Yes, you can build a truss to hold up a 24' tie. But your argument of efficient building fails me here - build a truss to help hold up a single timber and then fail to allow it to do any other work in the structure? Without a loft or second floor in the design, the tie really needs to contain the spreading from the outward thrust generated by the rafters. Lower the pitch and this becomes a larger problem. Using that 'simple' truss that you designed solely to hold up the self weight of the tie... to do some real work up top... that to me makes more sense.

My point was that you are almost to the roof, and with little effort can solve the tension joinery required by allowing 24' of roof to push out on top plates and posts.

Strut, chord, correct.
A principle rafter truss like many in the PDF - the rafters are the top chords and internals are called upper chords. Anything internal to the rafters I would call a strut - mainly as that is what folks I've worked with / learned from would call them - and if they are not being used as principle rafters I would still call them struts - but your by the book definition works too. I have a hard time calling compression members 'chords'. Apologies for the confusion.

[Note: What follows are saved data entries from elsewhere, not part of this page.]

//! Record types and configuration.

pub mod config;
pub mod records;

pub use config::{ConfidenceConfig, DocsiftConfig, ExtractionConfig, PatternConfig};
pub use records::{DocumentKind, Gender, IdentityRecord, NotesRecord, ParsedDocument, ResumeRecord};
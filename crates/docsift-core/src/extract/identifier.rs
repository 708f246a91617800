//! 12-digit identity number extraction and validation.

use regex::Regex;

use super::patterns::IDENTIFIER;
use super::{ExtractionMatch, FieldExtractor};

/// Identity number extractor. Values are stored with whitespace removed.
pub struct IdentifierExtractor {
    pattern: Regex,
}

impl IdentifierExtractor {
    /// Create an extractor with the default pattern.
    pub fn new() -> Self {
        Self {
            pattern: IDENTIFIER.clone(),
        }
    }

    pub fn with_pattern(pattern: Regex) -> Self {
        Self { pattern }
    }

    fn to_match(m: regex::Match<'_>) -> ExtractionMatch<String> {
        ExtractionMatch::new(strip_whitespace(m.as_str()), m.as_str())
            .with_position(m.start(), m.end())
    }
}

impl Default for IdentifierExtractor {
    fn default() -> Self {
        Self::new()
    }
}

impl FieldExtractor for IdentifierExtractor {
    type Output = ExtractionMatch<String>;

    fn extract(&self, text: &str) -> Option<Self::Output> {
        self.pattern.find(text).map(Self::to_match)
    }

    fn extract_all(&self, text: &str) -> Vec<Self::Output> {
        self.pattern.find_iter(text).map(Self::to_match).collect()
    }
}

/// Extract the first identity number from text, digits only.
pub fn extract_identifier(text: &str) -> Option<String> {
    IdentifierExtractor::new().extract(text).map(|m| m.value)
}

/// Check that a value is a 12-digit identity number, ignoring whitespace.
pub fn is_valid_identifier(value: &str) -> bool {
    let digits = strip_whitespace(value);
    digits.len() == 12 && digits.chars().all(|c| c.is_ascii_digit())
}

fn strip_whitespace(value: &str) -> String {
    value.chars().filter(|c| !c.is_whitespace()).collect()
}
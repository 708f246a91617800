//! Person-name inference.

use crate::models::config::DEFAULT_IDENTITY_BOILERPLATE;

use super::split_lines;

/// Picks the first line that looks like a person's name.
///
/// A candidate line is non-empty, has at most `max_tokens` words, contains no
/// digit and no `@`, is longer than `min_length` characters, and contains none
/// of the exclusion phrases (case-insensitive). Only the first `window` lines
/// are considered when a window is set.
#[derive(Debug, Clone)]
pub struct NameInferencer {
    window: Option<usize>,
    exclusions: Vec<String>,
    max_tokens: usize,
    min_length: usize,
}

impl NameInferencer {
    /// Scan every line, no exclusions.
    pub fn new() -> Self {
        Self {
            window: None,
            exclusions: Vec::new(),
            max_tokens: 4,
            min_length: 3,
        }
    }

    /// Resume defaults: the name sits in the first five lines.
    pub fn for_resume() -> Self {
        Self::new().with_window(5)
    }

    /// Identity-card defaults: whole document, issuer boilerplate excluded.
    pub fn for_identity() -> Self {
        Self::new().with_exclusions(DEFAULT_IDENTITY_BOILERPLATE.iter().map(|s| s.to_string()))
    }

    pub fn with_window(mut self, lines: usize) -> Self {
        self.window = Some(lines);
        self
    }

    pub fn with_exclusions<I, S>(mut self, exclusions: I) -> Self
    where
        I: IntoIterator<Item = S>,
        S: AsRef<str>,
    {
        self.exclusions = exclusions
            .into_iter()
            .map(|s| s.as_ref().to_lowercase())
            .filter(|s| !s.is_empty())
            .collect();
        self
    }

    pub fn with_max_tokens(mut self, max_tokens: usize) -> Self {
        self.max_tokens = max_tokens;
        self
    }

    pub fn with_min_length(mut self, min_length: usize) -> Self {
        self.min_length = min_length;
        self
    }

    /// Return the first qualifying line, or an empty string.
    pub fn infer(&self, text: &str) -> String {
        let lines = split_lines(text);
        let window = self.window.unwrap_or(lines.len());

        lines
            .into_iter()
            .take(window)
            .find(|line| self.is_candidate(line))
            .map(str::to_string)
            .unwrap_or_default()
    }

    /// Whether a trimmed line qualifies as a name.
    pub fn is_candidate(&self, line: &str) -> bool {
        if line.is_empty() || line.contains('@') {
            return false;
        }
        if line.split_whitespace().count() > self.max_tokens {
            return false;
        }
        if line.chars().any(char::is_numeric) {
            return false;
        }
        if line.chars().count() <= self.min_length {
            return false;
        }

        let lower = line.to_lowercase();
        !self.exclusions.iter().any(|phrase| lower.contains(phrase))
    }
}

impl Default for NameInferencer {
    fn default() -> Self {
        Self::new()
    }
}
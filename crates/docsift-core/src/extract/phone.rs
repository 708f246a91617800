//! Phone number extraction.

use std::collections::HashSet;

use regex::Regex;

use super::patterns::PHONE;
use super::{ExtractionMatch, FieldExtractor};

/// Phone field extractor.
///
/// `extract` only consults the first pattern: the record value is the first
/// match of that pattern, or nothing. `extract_all` runs every pattern in
/// order and drops repeated values, keeping the first occurrence.
pub struct PhoneExtractor {
    patterns: Vec<Regex>,
}

impl PhoneExtractor {
    /// Create an extractor with the default patterns.
    pub fn new() -> Self {
        Self {
            patterns: PHONE.clone(),
        }
    }

    pub fn with_patterns(patterns: Vec<Regex>) -> Self {
        Self { patterns }
    }
}

impl Default for PhoneExtractor {
    fn default() -> Self {
        Self::new()
    }
}

impl FieldExtractor for PhoneExtractor {
    type Output = ExtractionMatch<String>;

    fn extract(&self, text: &str) -> Option<Self::Output> {
        self.patterns
            .first()
            .and_then(|pattern| pattern.find(text))
            .map(|m| ExtractionMatch::literal(0, m))
    }

    fn extract_all(&self, text: &str) -> Vec<Self::Output> {
        let mut seen = HashSet::new();
        let mut results = Vec::new();

        for (index, pattern) in self.patterns.iter().enumerate() {
            for m in pattern.find_iter(text) {
                if seen.insert(m.as_str()) {
                    results.push(ExtractionMatch::literal(index, m));
                }
            }
        }

        results
    }
}

/// Extract the record phone number from text.
pub fn extract_phone(text: &str) -> Option<String> {
    PhoneExtractor::new().extract(text).map(|m| m.value)
}

/// Extract all distinct phone numbers from text.
pub fn extract_phones(text: &str) -> Vec<String> {
    PhoneExtractor::new()
        .extract_all(text)
        .into_iter()
        .map(|m| m.value)
        .collect()
}
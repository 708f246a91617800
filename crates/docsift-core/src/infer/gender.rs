//! Gender inference.

use crate::models::records::Gender;

/// Infer gender from a case-insensitive substring test.
///
/// "female" contains "male", so it is checked first.
pub fn infer_gender(text: &str) -> Gender {
    let lower = text.to_lowercase();

    if lower.contains("female") {
        Gender::Female
    } else if lower.contains("male") {
        Gender::Male
    } else {
        Gender::Unknown
    }
}

#[cfg(test)]
mod tests {
    use super::*;

    #[test]
    fn test_female_takes_precedence() {
        assert_eq!(infer_gender("Female applicant"), Gender::Female);
        assert_eq!(infer_gender("MALE / FEMALE"), Gender::Female);
        assert_eq!(infer_gender("Sex: female\nGuardian: male"), Gender::Female);
    }

    #[test]
    fn test_male() {
        assert_eq!(infer_gender("Gender: Male"), Gender::Male);
        assert_eq!(infer_gender("male male"), Gender::Male);
    }

    #[test]
    fn test_unknown() {
        assert_eq!(infer_gender(""), Gender::Unknown);
        assert_eq!(infer_gender("DOB: 01/01/1990"), Gender::Unknown);
    }
}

And note, from historical examples - aside from Jim's pictures of a retrofit - I think the common use of a truss is to hold floors and roofs. I'd love to see more examples of trusses that just hold up themselves. Those PDF examples are all integrated with the roof - mainly being principle rafter / chord systems with some arrangement of common purlins / rafters - much like mill and industrial trusses that I've seen in large masonry buildings from the turn of the last century and before that employ trusses on reasonable spacing holding up solid decking or common purlins and roof decking.

Last edited by bmike; 09/10/09 09:56 AM.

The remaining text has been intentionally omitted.